= Dataset content =
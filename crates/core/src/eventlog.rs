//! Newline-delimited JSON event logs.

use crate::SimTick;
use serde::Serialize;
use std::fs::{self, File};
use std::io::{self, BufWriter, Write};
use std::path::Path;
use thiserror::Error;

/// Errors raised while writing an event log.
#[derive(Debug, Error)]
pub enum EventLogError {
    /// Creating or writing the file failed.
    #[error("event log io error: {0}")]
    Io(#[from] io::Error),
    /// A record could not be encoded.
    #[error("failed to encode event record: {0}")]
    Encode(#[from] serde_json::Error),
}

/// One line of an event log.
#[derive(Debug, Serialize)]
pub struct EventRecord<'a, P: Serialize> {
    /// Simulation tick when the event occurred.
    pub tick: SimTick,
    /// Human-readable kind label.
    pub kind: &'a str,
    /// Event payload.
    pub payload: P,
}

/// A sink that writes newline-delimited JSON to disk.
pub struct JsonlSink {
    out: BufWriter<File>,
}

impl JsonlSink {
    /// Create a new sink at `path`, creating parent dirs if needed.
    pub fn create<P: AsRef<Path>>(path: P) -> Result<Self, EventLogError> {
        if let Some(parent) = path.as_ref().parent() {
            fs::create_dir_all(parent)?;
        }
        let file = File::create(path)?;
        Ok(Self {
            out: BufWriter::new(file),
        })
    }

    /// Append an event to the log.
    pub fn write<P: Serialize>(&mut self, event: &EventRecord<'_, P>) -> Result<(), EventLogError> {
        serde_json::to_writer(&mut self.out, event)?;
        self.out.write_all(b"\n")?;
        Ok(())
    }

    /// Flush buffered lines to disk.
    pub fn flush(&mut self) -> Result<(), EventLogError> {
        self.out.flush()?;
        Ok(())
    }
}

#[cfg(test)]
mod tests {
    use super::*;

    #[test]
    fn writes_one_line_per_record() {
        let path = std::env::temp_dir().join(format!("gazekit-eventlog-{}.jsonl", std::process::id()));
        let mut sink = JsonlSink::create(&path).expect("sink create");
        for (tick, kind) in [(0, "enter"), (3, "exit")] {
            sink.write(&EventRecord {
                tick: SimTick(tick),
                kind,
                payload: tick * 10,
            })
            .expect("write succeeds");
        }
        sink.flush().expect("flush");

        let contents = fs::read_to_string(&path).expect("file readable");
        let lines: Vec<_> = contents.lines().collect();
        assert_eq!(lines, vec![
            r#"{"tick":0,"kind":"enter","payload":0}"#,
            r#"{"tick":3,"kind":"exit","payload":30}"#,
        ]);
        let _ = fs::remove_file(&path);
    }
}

= Activity =
Copy out all lines from the records where the word "writing" appears.

= Answer space =
/// Errors raised while writing an event log.
    /// Creating or writing the file failed.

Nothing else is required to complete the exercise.